Magawa, the landmine sniffer rodent that found more than 100 landmines and explosives in Cambodia and won a medal for heroism, died at the age of eight, according to the charity that trained him.
Done, who retired died in June last year, over the weekend, the international non-profit organization APOPO announced on Tuesday.
“Magawa was in good health and played most of last week with his usual enthusiasm, but by the weekend he was starting to slow down, showing more nap and less interest in food in his last days,” APOPO said in a statement. said.
Cambodia, marked by decades of civil war, is one of the world’s most heavily exploited countries, with more than 1,000 square kilometers (386 square miles) of land still contaminated.
Belgium-based APOPO trains African giant rats to detect landmines, calling them “HeroRATs”.
Using the rats to sniff out the mines makes it less dangerous for the human handlers who have to disarm and remove the weapons.
“All of us at APOPO feel the loss of Magawa and we are grateful for the incredible work he has done,” the organization said in a sincere tribute. “His contribution allows communities in Cambodia to live, work and play, without fear of losing lives or limbs.”
To illustrate the extreme risks involved, three Cambodians working to clear mines were killed Monday in a province bordering Thailand.

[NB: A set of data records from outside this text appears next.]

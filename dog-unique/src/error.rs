use thiserror::Error;

/// Result type for uniqueness and enqueue operations
pub type UniqueResult<T> = Result<T, UniqueError>;

/// Errors raised by locks, policies, middleware and job builders
#[derive(Error, Debug)]
pub enum UniqueError {
    /// Invalid `across`, `unlock_policy`, digest mode or configuration document
    #[error("Invalid configuration: {0}")]
    InvalidConfig(String),

    #[error("UniqueJob is not supported for the `{backend}` backend. Supported options are: {supported}.")]
    UnsupportedBackend { backend: String, supported: String },

    #[error(
        "The {0:?} job is not defined and the backend is configured to work on strict mode. \
         Register it in the backend's known jobs or disable strict mode."
    )]
    NotDefinedJob(String),

    /// Transport failure from a non-Redis lock store
    #[error("Lock store error: {0}")]
    Store(String),

    /// Transport failure from Redis, carried unmodified
    #[cfg(feature = "redis")]
    #[error("Redis error: {0}")]
    Redis(#[from] redis::RedisError),

    #[error("Serialization error: {0}")]
    Serialization(String),

    #[error("Job execution failed: {0}")]
    JobFailed(#[from] JobError),
}

impl UniqueError {
    pub fn invalid_config(msg: impl Into<String>) -> Self {
        Self::InvalidConfig(msg.into())
    }

    /// Check if this error is a configuration error (raised at construction or bootstrap)
    pub fn is_config_error(&self) -> bool {
        matches!(
            self,
            Self::InvalidConfig(_) | Self::UnsupportedBackend { .. } | Self::NotDefinedJob(_)
        )
    }
}

/// Job execution outcome reported by a worker's perform step
#[derive(Error, Debug, Clone, PartialEq, Eq)]
pub enum JobError {
    /// Retryable error - the backend may run the job again
    #[error("Retryable error: {0}")]
    Retryable(String),

    /// Permanent error - the backend should not retry
    #[error("Permanent error: {0}")]
    Permanent(String),
}

impl JobError {
    /// Create a retryable error
    pub fn retryable(msg: impl Into<String>) -> Self {
        Self::Retryable(msg.into())
    }

    /// Create a permanent error
    pub fn permanent(msg: impl Into<String>) -> Self {
        Self::Permanent(msg.into())
    }

    /// Check if this error is retryable
    pub fn is_retryable(&self) -> bool {
        matches!(self, Self::Retryable(_))
    }

    /// Get the error message
    pub fn message(&self) -> &str {
        match self {
            Self::Retryable(msg) | Self::Permanent(msg) => msg,
        }
    }
}

impl From<serde_json::Error> for UniqueError {
    fn from(err: serde_json::Error) -> Self {
        Self::Serialization(err.to_string())
    }
}
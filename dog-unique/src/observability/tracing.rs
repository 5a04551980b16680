use tracing_subscriber::EnvFilter;

use crate::{UniqueError, UniqueResult};

/// Install a global `fmt` subscriber filtered by `RUST_LOG` (default `info`)
///
/// `json` switches the output to one JSON object per line. Fails if a global
/// subscriber is already set.
pub fn init_tracing(json: bool) -> UniqueResult<()> {
    let filter = EnvFilter::try_from_default_env().unwrap_or_else(|_| EnvFilter::new("info"));
    let builder = tracing_subscriber::fmt()
        .with_env_filter(filter)
        .with_target(true);

    let installed = if json {
        builder.json().try_init()
    } else {
        builder.try_init()
    };

    installed.map_err(|e| UniqueError::invalid_config(format!("Failed to install tracing subscriber: {}", e)))
}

The three from the Cambodia Self-Help Demining group were killed by explosion of tank mines, which also injured two others, said Heng Ratana, director general of the Cambodian Mining Action Center.
In 2020, Magawa was honored with a gold medal from the UK-based People’s Dispensary for Sick Animals for “life-saving bravery and dedication to duty” – the first rat to receive the award.
Magawa was bred in Tanzania and was brought to Siem Reap in Cambodia in 2016 to start cleaning mines.
“A hero is being laid to rest,” APOPO said.